I have a final title, ISBN and a nearly final structure: Explaining It to Someone: Learning From the Arts ISBN: 978-0-578-65465-2.  It is much larger than my prior work.  Here is a tentative blurb:

“This is a companion work to “Waiting for Someone to Explain It: The Rise of Contempt and the Decline of Sense” (Lacunae Musing, 2019) which focused on the political and economic landscape at the beginning of the 21st century.  While I was writing about those issues, I was also writing about what I was personally experiencing in my cultural life, particularly the literature, music, and theatre of the same period.  If I was seeking “answers” in my previous work from politicians or economists, perhaps better clues can be found in the works of some of our most creative people.  I think of them as our greatest philosophers.

Unlike most other works of literary or theatrical examination, this one is clearly idiosyncratic.  The works covered are tied together by the unique thread of my own life and times.  Sometimes I wonder whether I chose these works, or whether they chose me.
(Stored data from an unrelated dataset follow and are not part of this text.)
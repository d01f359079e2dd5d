//! Product entity - The single record type of the catalog

use chrono::{DateTime, SubsecRound, Utc};
use serde::{Deserialize, Serialize};

use crate::value_objects::{Price, ProductId, ProductStatus};

/// Current time at the precision the store keeps (microseconds)
pub fn timestamp_now() -> DateTime<Utc> {
    Utc::now().trunc_subsecs(6)
}

/// A catalog product
#[derive(Debug, Clone, PartialEq, Eq, Serialize, Deserialize)]
pub struct Product {
    pub id: ProductId,
    pub name: String,
    pub description: Option<String>,
    pub price: Price,
    /// Purchase cost; administrators only
    pub cost_price: Option<Price>,
    pub category: Option<String>,
    pub stock: u32,
    pub status: ProductStatus,
    /// Image URLs in display order
    pub images: Vec<String>,
    pub created_at: DateTime<Utc>,
    pub updated_at: DateTime<Utc>,
}

impl Product {
    /// Materialize a validated creation request with a fresh id and timestamps
    pub fn create(new: NewProduct) -> Self {
        let now = timestamp_now();
        Self {
            id: ProductId::new(),
            name: new.name,
            description: new.description,
            price: new.price,
            cost_price: new.cost_price,
            category: new.category,
            stock: new.stock,
            status: new.status,
            images: new.images,
            created_at: now,
            updated_at: now,
        }
    }
}

/// Validated fields for a product that does not exist yet
#[derive(Debug, Clone, PartialEq, Eq)]
pub struct NewProduct {
    pub name: String,
    pub description: Option<String>,
    pub price: Price,
    pub cost_price: Option<Price>,
    pub category: Option<String>,
    pub stock: u32,
    pub status: ProductStatus,
    pub images: Vec<String>,
}

impl NewProduct {
    /// Minimal product with defaults for every optional field
    pub fn new(name: impl Into<String>, price: Price) -> Self {
        Self {
            name: name.into(),
            description: None,
            price,
            cost_price: None,
            category: None,
            stock: 0,
            status: ProductStatus::default(),
            images: Vec::new(),
        }
    }

    #[must_use]
    pub fn with_description(mut self, description: impl Into<String>) -> Self {
        self.description = Some(description.into());
        self
    }

    #[must_use]
    pub const fn with_cost_price(mut self, cost_price: Price) -> Self {
        self.cost_price = Some(cost_price);
        self
    }

    #[must_use]
    pub fn with_category(mut self, category: impl Into<String>) -> Self {
        self.category = Some(category.into());
        self
    }

    #[must_use]
    pub const fn with_stock(mut self, stock: u32) -> Self {
        self.stock = stock;
        self
    }

    #[must_use]
    pub const fn with_status(mut self, status: ProductStatus) -> Self {
        self.status = status;
        self
    }

    #[must_use]
    pub fn with_images(mut self, images: Vec<String>) -> Self {
        self.images = images;
        self
    }
}

/// A partial update.
///
/// The outer `Option` says whether a field is touched at all. For nullable
/// fields the inner `Option` distinguishes "set to a value" from "clear".
#[derive(Debug, Clone, Default, PartialEq, Eq)]
pub struct ProductChanges {
    pub name: Option<String>,
    pub description: Option<Option<String>>,
    pub price: Option<Price>,
    pub cost_price: Option<Option<Price>>,
    pub category: Option<Option<String>>,
    pub stock: Option<u32>,
    pub status: Option<ProductStatus>,
    pub images: Option<Vec<String>>,
}

impl ProductChanges {
    /// True when no field is touched
    pub const fn is_empty(&self) -> bool {
        self.name.is_none()
            && self.description.is_none()
            && self.price.is_none()
            && self.cost_price.is_none()
            && self.category.is_none()
            && self.stock.is_none()
            && self.status.is_none()
            && self.images.is_none()
    }
}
Hundreds of dramatic and literary works are reviewed, along with impressions of musical performances and composers, mostly focused on the genres of The Great American Songbook and Jazz.

Together, these give a unique view of our times as well as a much needed respite from the economic and political morass we find ourselves in at the beginning of the 21st century.”

So while my blog will be relatively quiet, this is what I’m working on.  I’m hoping to resume my theatre work when and if the coast is clear.  I also hope anyone who reads this stays safe and avoids this virus.